*WORK REQUIRED*.
What is needed is an exact copy of all the entries.

[Stored data entries]
--- START ---
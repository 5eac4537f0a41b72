use glam::Vec3;
use tracing::debug;

use super::Aabb;
use crate::scene::{NodeId, SceneGraph};

#[derive(Debug, Clone, Copy, PartialEq, Eq, PartialOrd, Ord, Hash)]
pub struct ColliderHandle(pub u64);

#[derive(Debug, Clone, Copy, PartialEq)]
pub struct Collider {
    pub handle: ColliderHandle,
    pub bounds: Aabb,
}

/// Static world geometry as world-space boxes plus the ground plane height.
/// Append-only while a level runs; cleared in bulk on unload.
#[derive(Debug, Default)]
pub struct ColliderStore {
    next_handle: u64,
    colliders: Vec<Collider>,
    ground_height: f32,
}

impl ColliderStore {
    pub fn new(ground_height: f32) -> Self {
        Self {
            ground_height,
            ..Self::default()
        }
    }

    /// `x, y, z` is the box center; `w, h, d` its full extent on each axis.
    pub fn add_box(&mut self, x: f32, y: f32, z: f32, w: f32, h: f32, d: f32) -> ColliderHandle {
        self.add_aabb(Aabb::from_center_size(
            Vec3::new(x, y, z),
            Vec3::new(w, h, d),
        ))
    }

    pub fn add_aabb(&mut self, bounds: Aabb) -> ColliderHandle {
        let handle = ColliderHandle(self.next_handle);
        self.next_handle = self.next_handle.saturating_add(1);
        self.colliders.push(Collider { handle, bounds });
        debug!(
            collider = handle.0,
            min = ?bounds.min,
            max = ?bounds.max,
            "collider_added"
        );
        handle
    }

    /// Registers the world-space extent of a scene object (all of its mesh
    /// parts). Objects without mesh bounds produce no collider.
    pub fn add_box_from_world_extent(
        &mut self,
        scene: &SceneGraph,
        node: NodeId,
    ) -> Option<ColliderHandle> {
        let bounds = scene.world_bounds(node)?;
        Some(self.add_aabb(bounds))
    }

    pub fn clear(&mut self) {
        if !self.colliders.is_empty() {
            debug!(count = self.colliders.len(), "colliders_cleared");
        }
        self.colliders.clear();
    }

    pub fn set_ground_height(&mut self, y: f32) {
        self.ground_height = y;
    }

    pub fn ground_height(&self) -> f32 {
        self.ground_height
    }

    pub fn get(&self, handle: ColliderHandle) -> Option<&Collider> {
        self.colliders
            .iter()
            .find(|collider| collider.handle == handle)
    }

    pub fn colliders(&self) -> &[Collider] {
        &self.colliders
    }

    pub fn len(&self) -> usize {
        self.colliders.len()
    }

    pub fn is_empty(&self) -> bool {
        self.colliders.is_empty()
    }
}
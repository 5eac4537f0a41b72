use std::cell::Cell;
use std::rc::Rc;

use parable_engine::{
    ActivateHandlers, Interactable, InteractableId, NodeId, Pose, Puzzle, PuzzleContext,
};
use tracing::info;

use super::{interactable_bounds, BRIDGE_ID, GATE_BUTTON_POSITION, GATE_ID, LEVER_ID};

/// Press the gate button beyond the bridge. Needs the lever and the bridge.
pub(crate) struct GatePuzzle {
    pressed: Rc<Cell<bool>>,
    button: Option<(NodeId, InteractableId)>,
}

impl GatePuzzle {
    pub(crate) fn new() -> Self {
        Self {
            pressed: Rc::new(Cell::new(false)),
            button: None,
        }
    }
}

impl Puzzle for GatePuzzle {
    fn id(&self) -> &str {
        GATE_ID
    }

    fn dependencies(&self) -> Vec<String> {
        vec![LEVER_ID.to_string(), BRIDGE_ID.to_string()]
    }

    fn on_activate(&mut self, ctx: &mut PuzzleContext<'_>) {
        let node = ctx.scene.spawn_mesh(
            "gate_button",
            None,
            Pose::from_translation(GATE_BUTTON_POSITION),
            interactable_bounds(),
        );
        let pressed = Rc::clone(&self.pressed);
        let id = ctx.interaction.register(Interactable::activatable(
            node,
            ActivateHandlers::new().on_activate(move || pressed.set(true)),
        ));
        self.button = Some((node, id));
    }

    fn update(&mut self, _dt_seconds: f32, ctx: &mut PuzzleContext<'_>) {
        if self.pressed.get() {
            ctx.solve();
        }
    }

    fn on_solved(&mut self, ctx: &mut PuzzleContext<'_>) {
        if let Some((_, id)) = self.button {
            ctx.interaction.set_enabled(id, false);
        }
        info!("gate_opened");
    }

    fn dispose(&mut self, ctx: &mut PuzzleContext<'_>) {
        if let Some((node, id)) = self.button.take() {
            ctx.interaction.unregister(ctx.scene, id);
            ctx.scene.despawn(node);
        }
    }
}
--- END ---
*WRITTEN ANSWER*.
repository 5eac4537f0a41b72
use glam::Vec3;
use tracing::debug;

use super::Aabb;
use crate::scene::{NodeId, SceneGraph};

#[derive(Debug, Clone, Copy, PartialEq, Eq, PartialOrd, Ord, Hash)]
pub struct ColliderHandle(pub u64);

#[derive(Debug, Clone, Copy, PartialEq)]
pub struct Collider {
    pub handle: ColliderHandle,
    pub bounds: Aabb,
}

/// Static world geometry as world-space boxes plus the ground plane height.
/// Append-only while a level runs; cleared in bulk on unload.
#[derive(Debug, Default)]
pub struct ColliderStore {
    next_handle: u64,
    colliders: Vec<Collider>,
    ground_height: f32,
}

impl ColliderStore {
    pub fn new(ground_height: f32) -> Self {
        Self {
            ground_height,
            ..Self::default()
        }
    }

    /// `x, y, z` is the box center; `w, h, d` its full extent on each axis.
    pub fn add_box(&mut self, x: f32, y: f32, z: f32, w: f32, h: f32, d: f32) -> ColliderHandle {
        self.add_aabb(Aabb::from_center_size(
            Vec3::new(x, y, z),
            Vec3::new(w, h, d),
        ))
    }

    pub fn add_aabb(&mut self, bounds: Aabb) -> ColliderHandle {
        let handle = ColliderHandle(self.next_handle);
        self.next_handle = self.next_handle.saturating_add(1);
        self.colliders.push(Collider { handle, bounds });
        debug!(
            collider = handle.0,
            min = ?bounds.min,
            max = ?bounds.max,
            "collider_added"
        );
        handle
    }

    /// Registers the world-space extent of a scene object (all of its mesh
    /// parts). Objects without mesh bounds produce no collider.
    pub fn add_box_from_world_extent(
        &mut self,
        scene: &SceneGraph,
        node: NodeId,
    ) -> Option<ColliderHandle> {
        let bounds = scene.world_bounds(node)?;
        Some(self.add_aabb(bounds))
    }

    pub fn clear(&mut self) {
        if !self.colliders.is_empty() {
            debug!(count = self.colliders.len(), "colliders_cleared");
        }
        self.colliders.clear();
    }

    pub fn set_ground_height(&mut self, y: f32) {
        self.ground_height = y;
    }

    pub fn ground_height(&self) -> f32 {
        self.ground_height
    }

    pub fn get(&self, handle: ColliderHandle) -> Option<&Collider> {
        self.colliders
            .iter()
            .find(|collider| collider.handle == handle)
    }

    pub fn colliders(&self) -> &[Collider] {
        &self.colliders
    }

    pub fn len(&self) -> usize {
        self.colliders.len()
    }

    pub fn is_empty(&self) -> bool {
        self.colliders.is_empty()
    }
}
repository 5eac4537f0a41b72
use std::cell::Cell;
use std::rc::Rc;

use parable_engine::{
    ActivateHandlers, Interactable, InteractableId, NodeId, Pose, Puzzle, PuzzleContext,
};
use tracing::info;

use super::{interactable_bounds, BRIDGE_ID, GATE_BUTTON_POSITION, GATE_ID, LEVER_ID};

/// Press the gate button beyond the bridge. Needs the lever and the bridge.
pub(crate) struct GatePuzzle {
    pressed: Rc<Cell<bool>>,
    button: Option<(NodeId, InteractableId)>,
}

impl GatePuzzle {
    pub(crate) fn new() -> Self {
        Self {
            pressed: Rc::new(Cell::new(false)),
            button: None,
        }
    }
}

impl Puzzle for GatePuzzle {
    fn id(&self) -> &str {
        GATE_ID
    }

    fn dependencies(&self) -> Vec<String> {
        vec![LEVER_ID.to_string(), BRIDGE_ID.to_string()]
    }

    fn on_activate(&mut self, ctx: &mut PuzzleContext<'_>) {
        let node = ctx.scene.spawn_mesh(
            "gate_button",
            None,
            Pose::from_translation(GATE_BUTTON_POSITION),
            interactable_bounds(),
        );
        let pressed = Rc::clone(&self.pressed);
        let id = ctx.interaction.register(Interactable::activatable(
            node,
            ActivateHandlers::new().on_activate(move || pressed.set(true)),
        ));
        self.button = Some((node, id));
    }

    fn update(&mut self, _dt_seconds: f32, ctx: &mut PuzzleContext<'_>) {
        if self.pressed.get() {
            ctx.solve();
        }
    }

    fn on_solved(&mut self, ctx: &mut PuzzleContext<'_>) {
        if let Some((_, id)) = self.button {
            ctx.interaction.set_enabled(id, false);
        }
        info!("gate_opened");
    }

    fn dispose(&mut self, ctx: &mut PuzzleContext<'_>) {
        if let Some((node, id)) = self.button.take() {
            ctx.interaction.unregister(ctx.scene, id);
            ctx.scene.despawn(node);
        }
    }
}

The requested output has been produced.